Metadata-Version: 2.4
Name: coreai-catalog
Version: 2.0.4
Summary: Discover, compare, and install Core AI models for Apple Silicon.
Author: Kevin Saltarelli
License: MIT
Project-URL: Homepage, https://github.com/kevinqz/coreai-catalog
Project-URL: Repository, https://github.com/kevinqz/coreai-catalog
Project-URL: Issues, https://github.com/kevinqz/coreai-catalog/issues
Project-URL: Changelog, https://github.com/kevinqz/coreai-catalog/blob/main/CHANGELOG.md
Keywords: apple,core-ai,core-ml,on-device,ai,model-catalog,mcp,apple-silicon,llm
Classifier: Development Status :: 4 - Beta
Classifier: Intended Audience :: Developers
Classifier: License :: OSI Approved :: MIT License
Classifier: Programming Language :: Python :: 3
Classifier: Programming Language :: Python :: 3.11
Classifier: Programming Language :: Python :: 3.12
Classifier: Topic :: Scientific/Engineering :: Artificial Intelligence
Requires-Python: >=3.10
Description-Content-Type: text/markdown
Requires-Dist: PyYAML>=6.0
Requires-Dist: requests>=2.28
Requires-Dist: jsonschema>=4.0
Provides-Extra: mcp
Requires-Dist: mcp>=1.0; extra == "mcp"

# Core AI Catalog

[![PyPI](https://img.shields.io/pypi/v/coreai-catalog.svg)](https://pypi.org/project/coreai-catalog/)
![CI](https://github.com/kevinqz/coreai-catalog/actions/workflows/validate.yml/badge.svg)
[![License: MIT](https://img.shields.io/badge/License-MIT-yellow.svg)](https://opensource.org/licenses/MIT)
[![Python 3.10+](https://img.shields.io/badge/python-3.10+-blue.svg)](https://www.python.org/downloads/)

🌐 **[Live site: kevinqz.github.io/coreai-catalog](https://kevinqz.github.io/coreai-catalog/)** — searchable web UI with model cards, filters, and benchmarks.

A compact, source-grounded catalog of Apple Core AI models, artifacts, upstreams, benchmarks, provenance and a verified Apple AI terminology layer.

Core AI Catalog maps Apple Core AI-compatible model artifacts with granular metadata, source links, Hugging Face artifact references, GitHub/Hugging Face attribution, runtime requirements, device support, benchmark records and verification status.

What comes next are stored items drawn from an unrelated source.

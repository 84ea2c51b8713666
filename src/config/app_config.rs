use std::env;

use crate::domain::store::{
    Procedure, DEFAULT_EVALUATION_PROCEDURE, DEFAULT_TARGET_PROCEDURE,
};

/// Default connection timeout for the relational store, in seconds.
pub const DEFAULT_CONNECT_TIMEOUT_SECS: u64 = 30;
/// Environment variable holding the base64 KMS ciphertext of the DB password.
pub const DEFAULT_PASSWORD_VAR: &str = "PASSWORD";
pub const DEFAULT_AWS_REGION: &str = "us-east-2";

/// Per-invocation settings.
///
/// Read from the environment every time an alert is invoked; nothing here is
/// cached between invocations.
#[derive(Debug, Clone, PartialEq, Eq)]
pub struct AppConfig {
    pub db_host: String,
    pub database: String,
    pub db_username: String,
    /// Name of the variable carrying the encrypted password, not the password.
    pub password_var: String,
    /// Execution-context name bound into the KMS encryption context.
    pub function_name: String,
    pub connect_timeout_secs: u64,
    pub evaluation_procedure: Procedure,
    pub target_procedure: Procedure,
}

impl AppConfig {
    /// Reads the settings from the process environment.
    pub fn from_env() -> Result<Self, ConfigError> {
        Self::from_lookup(|key| env::var(key).ok())
    }

    /// Builds the settings from an arbitrary key lookup.
    pub fn from_lookup<F>(lookup: F) -> Result<Self, ConfigError>
    where
        F: Fn(&str) -> Option<String>,
    {
        let get = |key: &str| lookup(key).filter(|v| !v.trim().is_empty());
        let require = |key: &'static str| get(key).ok_or(ConfigError::Missing(key));

        let db_host = require("DB_ENDPOINT")?;
        let database = require("DATABASE")?;
        let db_username = get("DB_USER")
            .or_else(|| get("USER"))
            .ok_or(ConfigError::Missing("DB_USER"))?;
        let password_var = get("DB_PASSWORD_VAR").unwrap_or_else(|| DEFAULT_PASSWORD_VAR.to_string());
        let function_name = require("AWS_LAMBDA_FUNCTION_NAME")?;

        let connect_timeout_secs = match get("DB_CONNECT_TIMEOUT_SECS") {
            Some(raw) => raw
                .trim()
                .parse::<u64>()
                .ok()
                .filter(|secs| *secs > 0)
                .ok_or(ConfigError::InvalidTimeout(raw))?,
            None => DEFAULT_CONNECT_TIMEOUT_SECS,
        };

        let evaluation_name = get("ALERT_EVALUATION_PROCEDURE")
            .unwrap_or_else(|| DEFAULT_EVALUATION_PROCEDURE.to_string());
        let target_name = get("ALERT_TARGET_PROCEDURE")
            .unwrap_or_else(|| DEFAULT_TARGET_PROCEDURE.to_string());

        Ok(Self {
            db_host,
            database,
            db_username,
            password_var,
            function_name,
            connect_timeout_secs,
            evaluation_procedure: Procedure::evaluation(evaluation_name)?,
            target_procedure: Procedure::target_lookup(target_name)?,
        })
    }
}

/// HTTP trigger settings, read once when `serve` starts.
#[derive(Debug, Clone)]
pub struct ServerConfig {
    pub server_port: u16,
}

impl ServerConfig {
    pub fn from_env() -> Result<Self, ConfigError> {
        Self::from_lookup(|key| env::var(key).ok())
    }

    pub fn from_lookup<F>(lookup: F) -> Result<Self, ConfigError>
    where
        F: Fn(&str) -> Option<String>,
    {
        let server_port = lookup("SERVER_PORT")
            .unwrap_or_else(|| "8080".to_string())
            .trim()
            .parse()
            .map_err(|_| ConfigError::InvalidPort)?;

        Ok(Self { server_port })
    }
}

/// AWS region for the KMS and SNS clients. Needed by every trigger mode.
pub fn aws_region_from_env() -> String {
    aws_region_from_lookup(|key| env::var(key).ok())
}

pub fn aws_region_from_lookup<F>(lookup: F) -> String
where
    F: Fn(&str) -> Option<String>,
{
    lookup("AWS_REGION")
        .filter(|v| !v.trim().is_empty())
        .unwrap_or_else(|| {
            tracing::warn!(
                region = DEFAULT_AWS_REGION,
                "AWS_REGION is not set, falling back to the default region"
            );
            DEFAULT_AWS_REGION.to_string()
        })
}

#[derive(Debug, thiserror::Error)]
pub enum ConfigError {
    #[error("{0} environment variable is required")]
    Missing(&'static str),
    #[error("Invalid port number")]
    InvalidPort,
    #[error("Invalid connection timeout: {0}")]
    InvalidTimeout(String),
    #[error("Invalid stored procedure name: {0}")]
    InvalidProcedureName(String),
}

#[cfg(test)]
mod tests {
    use super::*;
    use std::collections::HashMap;

    fn lookup(pairs: &[(&str, &str)]) -> impl Fn(&str) -> Option<String> {
        let vars: HashMap<String, String> = pairs
            .iter()
            .map(|(k, v)| (k.to_string(), v.to_string()))
            .collect();
        move |key| vars.get(key).cloned()
    }

    const BASE: &[(&str, &str)] = &[
        ("DB_ENDPOINT", "db.internal:3306"),
        ("DATABASE", "securities"),
        ("DB_USER", "alerts"),
        ("AWS_LAMBDA_FUNCTION_NAME", "SecurityAlertSNS"),
    ];

    #[test]
    fn should_load_defaults() {
        let config = AppConfig::from_lookup(lookup(BASE)).unwrap();

        assert_eq!(config.db_host, "db.internal:3306");
        assert_eq!(config.password_var, "PASSWORD");
        assert_eq!(config.connect_timeout_secs, 30);
        assert_eq!(config.evaluation_procedure.name, "SecurityAlertCheck");
        assert_eq!(config.target_procedure.name, "GetSecurityAlertURL");
    }

    #[test]
    fn should_fall_back_to_user_variable() {
        let pairs: Vec<_> = BASE
            .iter()
            .copied()
            .filter(|(k, _)| *k != "DB_USER")
            .chain([("USER", "legacy")])
            .collect();

        let config = AppConfig::from_lookup(lookup(&pairs)).unwrap();

        assert_eq!(config.db_username, "legacy");
    }

    #[test]
    fn should_report_missing_variable() {
        let pairs: Vec<_> = BASE
            .iter()
            .copied()
            .filter(|(k, _)| *k != "DATABASE")
            .collect();

        let err = AppConfig::from_lookup(lookup(&pairs)).unwrap_err();

        assert!(matches!(err, ConfigError::Missing("DATABASE")));
    }

    #[test]
    fn should_treat_blank_values_as_missing() {
        let pairs: Vec<_> = BASE
            .iter()
            .copied()
            .map(|(k, v)| if k == "AWS_LAMBDA_FUNCTION_NAME" { (k, "  ") } else { (k, v) })
            .collect();

        let err = AppConfig::from_lookup(lookup(&pairs)).unwrap_err();

        assert!(matches!(err, ConfigError::Missing("AWS_LAMBDA_FUNCTION_NAME")));
    }

    #[test]
    fn should_reject_invalid_timeout() {
        let pairs: Vec<_> = BASE
            .iter()
            .copied()
            .chain([("DB_CONNECT_TIMEOUT_SECS", "0")])
            .collect();

        let err = AppConfig::from_lookup(lookup(&pairs)).unwrap_err();

        assert!(matches!(err, ConfigError::InvalidTimeout(raw) if raw == "0"));
    }

    #[test]
    fn should_reject_procedure_name_with_sql() {
        let pairs: Vec<_> = BASE
            .iter()
            .copied()
            .chain([("ALERT_TARGET_PROCEDURE", "x(); DROP TABLE alerts; --")])
            .collect();

        let err = AppConfig::from_lookup(lookup(&pairs)).unwrap_err();

        assert!(matches!(err, ConfigError::InvalidProcedureName(_)));
    }

    #[test]
    fn should_resolve_region_regardless_of_server_port() {
        let pairs = [("SERVER_PORT", "not-a-port"), ("AWS_REGION", "eu-west-1")];

        let region = aws_region_from_lookup(lookup(&pairs));

        assert_eq!(region, "eu-west-1");
    }

    #[test]
    fn should_default_region_when_unset() {
        assert_eq!(aws_region_from_lookup(lookup(&[])), "us-east-2");
    }

    #[test]
    fn should_parse_server_port() {
        let config = ServerConfig::from_lookup(lookup(&[("SERVER_PORT", "9090")])).unwrap();
        assert_eq!(config.server_port, 9090);

        let config = ServerConfig::from_lookup(lookup(&[])).unwrap();
        assert_eq!(config.server_port, 8080);
    }

    #[test]
    fn should_reject_invalid_server_port() {
        let err = ServerConfig::from_lookup(lookup(&[("SERVER_PORT", "not-a-port")])).unwrap_err();

        assert!(matches!(err, ConfigError::InvalidPort));
    }
}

> YAML is the source of truth. Markdown is the human view. JSON is the generated machine/API export.

## Scope and disclaimer

This catalog tracks **open-source models and their Apple Core AI artifacts** — provenance, runtime, licenses and benchmarks — plus a verified reference layer of Apple AI terminology grounded in official Apple sources. It does not redistribute model weights, re-document Apple's APIs, or treat Apple's proprietary Foundation Models as downloadable artifacts.

Not affiliated with or endorsed by Apple. `commercial_use` fields are triage labels, not legal advice or permissions — always verify the upstream model, code and artifact licenses yourself.

## Status

**Version:** v2.0.4 — [PyPI](https://pypi.org/project/coreai-catalog/) · [Live site](https://kevinqz.github.io/coreai-catalog/) · [CI](https://github.com/kevinqz/coreai-catalog/actions/workflows/validate.yml)

79 Apple Core AI models with artifact provenance, benchmarks, verified terminology, readiness scores, and an MCP server for agent-native model discovery, comparison, and recommendation.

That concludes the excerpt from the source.